Neu im Kino "Kreuzweg" erzählt von einem Mädchen in lebensfeindlicher Umgebung

Man weiß es und erschrickt doch, wenn man wieder einmal erlebt, welcher Schrecken hinter der Fassade gutbürgerlicher Anständigkeit lauern kann. Der deutsche Spielfilm "Kreuzweg" zeigt dies anhand einer Familie, die überstreng nach den Regeln einer katholischen Priesterbruderschaft lebt.

"Kreuzweg" erzählt von einem Mädchen in lebensfeindlicher Umgebung
Foto: dpa, dbo

Diese Bruderschaft lehnt alles Moderne, wie Popmusik, Kino und Literatur ab. Die Gläubigen der Gemeinschaft meinen, nur so die Tradition des Glaubens rein bewahren und fortzuführen zu können.

Die Strenge ihres Lebens kann die 14-jährige Maria (Lea van Acken) nicht aushalten. Als sie etwa daran denkt, mit anderen Jugendlichen in einem Gospelchor zu singen, wird sie von ihrer fanatisch gläubigen Mutter hart gerügt. Die leise Andeutung, einen Mitschüler anziehend zu finden, bringt ihr gar den Vorwurf ein, den Glauben und damit Jesus zu verraten. Durch diese und andere düstere Erfahrungen fühlt sich das pubertierende Mädchen derart schuldig, dass sie nur einen Weg der Buße sieht: Sie will sich Gott aufopfern. Die Folgen sind schockierend.

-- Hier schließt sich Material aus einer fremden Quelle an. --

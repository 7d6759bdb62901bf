//! FNV hashed collections for the small integer keys used across the crate.

use std::hash::Hash;

pub use fnv::{FnvBuildHasher, FnvHashMap, FnvHashSet};

pub fn fnv_hashset<T: Hash + Eq>(capacity: usize) -> FnvHashSet<T> {
    FnvHashSet::with_capacity_and_hasher(capacity, FnvBuildHasher::default())
}

/// Presized map keyed by vertex identifiers or other short keys.
pub fn fnv_hashmap<K: Hash + Eq, V>(capacity: usize) -> FnvHashMap<K, V> {
    FnvHashMap::with_capacity_and_hasher(capacity, FnvBuildHasher::default())
}
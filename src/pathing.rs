use std::collections::VecDeque;

use smallvec::SmallVec;

use crate::graph::{Graph, GraphError, VertexId};
use crate::utils;
use crate::utils::FnvHashMap;


/// Breadth first distances from one start vertex to everything reachable from it.
#[derive(Debug, Clone)]
pub struct Distances {
    start: VertexId,
    distances: FnvHashMap<VertexId, usize>,
    max_distance: usize,
    last_visited: VertexId,
}

impl Distances {
    /// Run a single breadth first sweep from `start`.
    ///
    /// Each vertex is queued the first time it is seen, which is also when its distance is
    /// written, so the distance map doubles as the visited set and no vertex is processed twice.
    pub fn for_graph(graph: &Graph, start: VertexId) -> Result<Distances, GraphError> {

        let mut distances = utils::fnv_hashmap(graph.vertex_count());
        distances.insert(start, 0);

        let mut queue = VecDeque::new();
        queue.push_back(start);

        let mut max = 0;
        let mut last_visited = start;

        while let Some(current) = queue.pop_front() {
            let distance_to_current = distances[&current];
            if distance_to_current > max {
                max = distance_to_current;
            }

            for neighbour in graph.neighbors(current)? {
                if !distances.contains_key(&neighbour) {
                    distances.insert(neighbour, distance_to_current + 1);
                    queue.push_back(neighbour);
                }
            }
            last_visited = current;
        }

        tracing::debug!(start = %start,
                        reached = distances.len(),
                        max_distance = max,
                        last = %last_visited,
                        "breadth first sweep");

        Ok(Distances {
            start,
            distances,
            max_distance: max,
            last_visited,
        })
    }

    #[inline(always)]
    pub fn start(&self) -> VertexId {
        self.start
    }

    #[inline(always)]
    pub fn max(&self) -> usize {
        self.max_distance
    }

    /// The vertex taken off the queue last, one of the vertices at `max` distance.
    #[inline(always)]
    pub fn last_visited(&self) -> VertexId {
        self.last_visited
    }

    /// Number of vertices reached, the start included.
    #[inline]
    pub fn len(&self) -> usize {
        self.distances.len()
    }

    #[inline]
    pub fn is_empty(&self) -> bool {
        self.distances.is_empty()
    }

    #[inline(always)]
    pub fn distance_from_start_to(&self, v: VertexId) -> Option<usize> {
        self.distances.get(&v).cloned()
    }

    /// Every reached vertex at the maximum distance, in no particular order.
    pub fn furthest_vertices(&self) -> SmallVec<[VertexId; 8]> {
        let furthest_distance = self.max();
        self.distances
            .iter()
            .filter(|&(_, distance)| *distance == furthest_distance)
            .map(|(v, _)| *v)
            .collect()
    }
}

/// Exit placement: the vertex a breadth first search from `start` visits last.
///
/// This is a single sweep from a fixed start, so the result is as far as possible from
/// `start` but is not necessarily an endpoint of the graph's longest path.
pub fn farthest_vertex(graph: &Graph, start: VertexId) -> Result<VertexId, GraphError> {
    Distances::for_graph(graph, start).map(|distances| distances.last_visited())
}
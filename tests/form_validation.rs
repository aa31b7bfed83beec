//! End-to-end scenarios: a registration form validated field by field, with
//! every problem reported at once.

use accrue::prelude::*;
use accrue::nonempty;
use std::cell::Cell;

#[derive(Debug, Clone, PartialEq, Eq)]
enum FieldError {
    Missing(&'static str),
    TooShort { field: &'static str, min: usize },
    NotANumber(String),
    OutOfRange { field: &'static str, value: i64 },
}

#[derive(Debug, PartialEq)]
struct Registration {
    username: String,
    password: String,
    age: u8,
    tags: Vec<String>,
}

fn required(field: &'static str, raw: &str) -> Validation<FieldError, String> {
    if raw.trim().is_empty() {
        Validation::failure(FieldError::Missing(field))
    } else {
        Validation::success(raw.trim().to_string())
    }
}

fn min_len(field: &'static str, min: usize) -> impl Fn(String) -> Validation<FieldError, String> {
    move |value| {
        if value.chars().count() >= min {
            Validation::success(value)
        } else {
            Validation::failure(FieldError::TooShort { field, min })
        }
    }
}

fn age(raw: &str) -> Validation<FieldError, u8> {
    Validation::from_result(raw.parse::<i64>().map_err(|_| FieldError::NotANumber(raw.to_string())))
        .flat_map(|n| {
            u8::try_from(n)
                .ok()
                .filter(|a| *a >= 13)
                .map(Validation::success)
                .unwrap_or_else(|| Validation::failure(FieldError::OutOfRange { field: "age", value: n }))
        })
}

fn tags(raw: &[&str]) -> Validation<FieldError, Vec<String>> {
    sequence(map_inputs(raw.iter().copied(), |t| {
        required("tag", t).flat_map(min_len("tag", 2))
    }))
}

fn register(
    username: &str,
    password: &str,
    raw_age: &str,
    raw_tags: &[&str],
) -> Validation<FieldError, Registration> {
    map4(
        required("username", username).flat_map(min_len("username", 3)),
        required("password", password).flat_map(min_len("password", 8)),
        age(raw_age),
        tags(raw_tags),
        |username, password, age, tags| Registration {
            username,
            password,
            age,
            tags,
        },
    )
}

#[test]
fn test_valid_registration() {
    let result = register("ada", "correct horse", "36", &["rust", "math"]);
    assert_eq!(
        result.into_value(),
        Some(Registration {
            username: "ada".to_string(),
            password: "correct horse".to_string(),
            age: 36,
            tags: vec!["rust".to_string(), "math".to_string()],
        })
    );
}

#[test]
fn test_every_field_error_is_reported_in_form_order() {
    let result = register("", "short", "abc", &["ok", "x", " "]);
    assert_eq!(
        result.into_errors(),
        Some(nonempty![
            FieldError::Missing("username"),
            FieldError::TooShort {
                field: "password",
                min: 8
            },
            FieldError::NotANumber("abc".to_string()),
            FieldError::TooShort {
                field: "tag",
                min: 2
            },
            FieldError::Missing("tag"),
        ])
    );
}

#[test]
fn test_dependent_checks_short_circuit_within_a_field() {
    // "   " fails `required`, so `min_len` never adds a second error for it
    let result = register("   ", "correct horse", "300", &[]);
    assert_eq!(
        result.into_errors(),
        Some(nonempty![
            FieldError::Missing("username"),
            FieldError::OutOfRange {
                field: "age",
                value: 300
            },
        ])
    );
}

#[test]
fn test_fallbacks_are_lazy() {
    let calls = Cell::new(0);
    let fallback = || {
        calls.set(calls.get() + 1);
        18
    };

    assert_eq!(age("40").get_or_else(fallback), 40);
    assert_eq!(calls.get(), 0);

    assert_eq!(age("7").get_or_else(fallback), 18);
    assert_eq!(calls.get(), 1);

    let recovered = age("oops").or_else(|| age("21"));
    assert_eq!(recovered.into_value(), Some(21));
}

#[test]
fn test_tuple_validation_matches_map3() {
    let via_tuple = Validation::all((
        required("username", "bob"),
        age("12"),
        tags(&["a"]),
    ));
    let via_map3 = map3(
        required("username", "bob"),
        age("12"),
        tags(&["a"]),
        |u, a, t| (u, a, t),
    );

    assert_eq!(via_tuple, via_map3);
    assert_eq!(via_tuple.errors().map(|e| e.len()), Some(2));
}

#[test]
fn test_side_effects_only_on_matching_variant() {
    let mut log = Vec::new();

    let ok = required("username", "eve");
    let bad = required("username", "");

    ok.if_success(|name| log.push(format!("hello {}", name)));
    ok.if_failure(|errors| log.push(format!("{} problems", errors.len())));
    bad.if_success(|name| log.push(format!("hello {}", name)));
    bad.if_failure(|errors| log.push(format!("{} problems", errors.len())));

    assert_eq!(log, vec!["hello eve".to_string(), "1 problems".to_string()]);
}

#[test]
fn test_errors_can_be_rendered_for_display() {
    let messages = register("", "", "x", &[])
        .map_errors(|e| match e {
            FieldError::Missing(field) => format!("{} is required", field),
            FieldError::TooShort { field, min } => format!("{} needs {} characters", field, min),
            FieldError::NotANumber(raw) => format!("'{}' is not a number", raw),
            FieldError::OutOfRange { field, value } => format!("{} {} is out of range", field, value),
        })
        .into_result()
        .map_err(NonEmptyVec::into_vec);

    assert_eq!(
        messages,
        Err(vec![
            "username is required".to_string(),
            "password is required".to_string(),
            "'x' is not a number".to_string(),
        ])
    );
}
//! Non-empty vector used to carry validation errors
//!
//! A failed [`Validation`](crate::Validation) always holds at least one error.
//! `NonEmptyVec<T>` makes that a property of the type: it is a head element
//! plus a (possibly empty) tail, so there is no way to build an empty one.
//!
//! # Examples
//!
//! ```
//! use accrue::{nonempty, NonEmptyVec};
//!
//! let errors = NonEmptyVec::new("too short", vec!["missing digit"]);
//! assert_eq!(errors.head(), &"too short");
//! assert_eq!(errors.len(), 2);
//!
//! let same = nonempty!["too short", "missing digit"];
//! assert_eq!(errors, same);
//! ```

use std::error::Error as StdError;
use std::fmt;

use crate::Semigroup;

/// Returned when a non-empty collection is requested from an empty `Vec`.
///
/// # Examples
///
/// ```
/// use accrue::{EmptyVecError, NonEmptyVec};
///
/// let result = NonEmptyVec::<i32>::try_from(Vec::new());
/// assert_eq!(result, Err(EmptyVecError));
/// ```
#[derive(Debug, Clone, Copy, PartialEq, Eq, Hash, Default)]
pub struct EmptyVecError;

impl fmt::Display for EmptyVecError {
    fn fmt(&self, f: &mut fmt::Formatter<'_>) -> fmt::Result {
        write!(f, "expected at least one element, got an empty sequence")
    }
}

impl StdError for EmptyVecError {}

/// A vector guaranteed to contain at least one element.
///
/// Elements keep their insertion order. The only mutating operations append,
/// so the non-empty invariant can never be broken after construction.
#[derive(Clone, PartialEq, Eq, Hash)]
pub struct NonEmptyVec<T> {
    head: T,
    tail: Vec<T>,
}

impl<T> NonEmptyVec<T> {
    /// Create a non-empty vector from a first element and the rest.
    ///
    /// ```
    /// use accrue::NonEmptyVec;
    ///
    /// let nev = NonEmptyVec::new(1, vec![2, 3]);
    /// assert_eq!(nev.into_vec(), vec![1, 2, 3]);
    /// ```
    #[inline]
    pub fn new(head: T, tail: Vec<T>) -> Self {
        Self { head, tail }
    }

    /// Create a non-empty vector holding a single element.
    #[inline]
    pub fn singleton(value: T) -> Self {
        Self::new(value, Vec::new())
    }

    /// Try to build a non-empty vector from a `Vec`.
    ///
    /// Returns `None` for an empty vector. See also the `TryFrom<Vec<T>>`
    /// impl, which reports [`EmptyVecError`] instead.
    ///
    /// ```
    /// use accrue::NonEmptyVec;
    ///
    /// assert!(NonEmptyVec::from_vec(vec![1, 2]).is_some());
    /// assert!(NonEmptyVec::from_vec(Vec::<i32>::new()).is_none());
    /// ```
    pub fn from_vec(vec: Vec<T>) -> Option<Self> {
        let mut iter = vec.into_iter();
        let head = iter.next()?;
        Some(Self::new(head, iter.collect()))
    }

    /// The first element.
    #[inline]
    pub fn head(&self) -> &T {
        &self.head
    }

    /// Every element after the first.
    #[inline]
    pub fn tail(&self) -> &[T] {
        &self.tail
    }

    /// The last element.
    pub fn last(&self) -> &T {
        self.tail.last().unwrap_or(&self.head)
    }

    /// Number of elements, always at least one.
    #[inline]
    pub fn len(&self) -> usize {
        1 + self.tail.len()
    }

    /// Always `false`.
    #[inline]
    pub fn is_empty(&self) -> bool {
        false
    }

    /// Append an element.
    pub fn push(&mut self, value: T) {
        self.tail.push(value);
    }

    /// Iterate over the elements in order.
    pub fn iter(&self) -> impl Iterator<Item = &T> {
        std::iter::once(&self.head).chain(self.tail.iter())
    }

    /// Apply `f` to every element, keeping the order.
    ///
    /// ```
    /// use accrue::NonEmptyVec;
    ///
    /// let lengths = NonEmptyVec::new("ab", vec!["cde"]).map(str::len);
    /// assert_eq!(lengths.into_vec(), vec![2, 3]);
    /// ```
    pub fn map<U, F>(self, mut f: F) -> NonEmptyVec<U>
    where
        F: FnMut(T) -> U,
    {
        let head = f(self.head);
        let tail = self.tail.into_iter().map(f).collect();
        NonEmptyVec::new(head, tail)
    }

    /// Convert into a plain `Vec`.
    pub fn into_vec(self) -> Vec<T> {
        let mut vec = Vec::with_capacity(self.len());
        vec.push(self.head);
        vec.extend(self.tail);
        vec
    }
}

impl<T: fmt::Debug> fmt::Debug for NonEmptyVec<T> {
    fn fmt(&self, f: &mut fmt::Formatter<'_>) -> fmt::Result {
        f.debug_list().entries(self.iter()).finish()
    }
}

// Concatenation, left elements first.
impl<T> Semigroup for NonEmptyVec<T> {
    fn combine(self, other: Self) -> Self {
        Self::new(self.head, self.tail.combine(other.into_vec()))
    }
}

impl<T> Extend<T> for NonEmptyVec<T> {
    fn extend<I: IntoIterator<Item = T>>(&mut self, iter: I) {
        self.tail.extend(iter);
    }
}

impl<T> TryFrom<Vec<T>> for NonEmptyVec<T> {
    type Error = EmptyVecError;

    fn try_from(vec: Vec<T>) -> Result<Self, Self::Error> {
        Self::from_vec(vec).ok_or(EmptyVecError)
    }
}

impl<T> From<NonEmptyVec<T>> for Vec<T> {
    fn from(nev: NonEmptyVec<T>) -> Self {
        nev.into_vec()
    }
}

impl<T> IntoIterator for NonEmptyVec<T> {
    type Item = T;
    type IntoIter = std::iter::Chain<std::iter::Once<T>, std::vec::IntoIter<T>>;

    fn into_iter(self) -> Self::IntoIter {
        std::iter::once(self.head).chain(self.tail)
    }
}

impl<'a, T> IntoIterator for &'a NonEmptyVec<T> {
    type Item = &'a T;
    type IntoIter = std::iter::Chain<std::iter::Once<&'a T>, std::slice::Iter<'a, T>>;

    fn into_iter(self) -> Self::IntoIter {
        std::iter::once(&self.head).chain(self.tail.iter())
    }
}

impl<T> std::ops::Index<usize> for NonEmptyVec<T> {
    type Output = T;

    fn index(&self, index: usize) -> &Self::Output {
        match index {
            0 => &self.head,
            n => &self.tail[n - 1],
        }
    }
}

/// Build a [`NonEmptyVec`] from one or more expressions.
///
/// ```
/// use accrue::nonempty;
///
/// let nev = nonempty![1, 2, 3];
/// assert_eq!(nev.len(), 3);
/// assert_eq!(nev.head(), &1);
/// ```
#[macro_export]
macro_rules! nonempty {
    ($head:expr $(, $tail:expr)* $(,)?) => {
        $crate::NonEmptyVec::new($head, ::std::vec![$($tail),*])
    };
}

Die Geschwister Anna (32) und Dietrich Brüggemann (38) schrieben das Drehbuch zum Film gemeinsam. Sie teilten die Geschichte in mehrere Kapitel ein.

Jedes der 14 Kapitel hat einen Titel, der an die Passionsgeschichte an die Stationen des Leidensweges, von Jesus Christus erinnert. Die Reihe der Kapitelüberschriften reicht von "Jesus Christus wird zum Tode verurteilt" bis zu "Der heilige Leichnam Jesu wird ins Grab gelegt".

Jedes Kapitel besteht aus einer einzigen Einstellung. Es gibt, abgesehen von wenigen Ausnahmen, keine Kamerabewegung und keinen Schnitt. Die bis zu 15 Minuten langen Episoden laufen wie Akte in einer Theateraufführung ab. Diese formale Strenge mag manche Zuschauer zunächst irritieren. Doch je weiter die Geschichte voranschreitet, umso mehr zwingt sie das Publikum in das Geschehen hinein.

Die Auszeichnung des Films mit dem Silbernen Bären für das beste Drehbuch bei der Berlinale fand von der internationalen Kritik einhellige Zustimmung. Auch Lea van Acken überzeugte, zeigt die während der Dreharbeiten 14-jährige Filmdebütantin doch eine erstaunliche Wandlungsfähigkeit. Mit schlafwandlerisch anmutender Sicherheit gelingt es ihr, die Qualen des Mädchens fühlbar werden zu lassen.

Der Film verzichtet auf jeglichen Kommentar. Diese Beschränkung gibt dem Drama Größe, weitet den Blick über die Erzählung hinaus und lässt "Kreuzweg" zur Anklage von Fanatismus jeder Art werden. Religiosität und Glauben an sich werden nicht denunziert.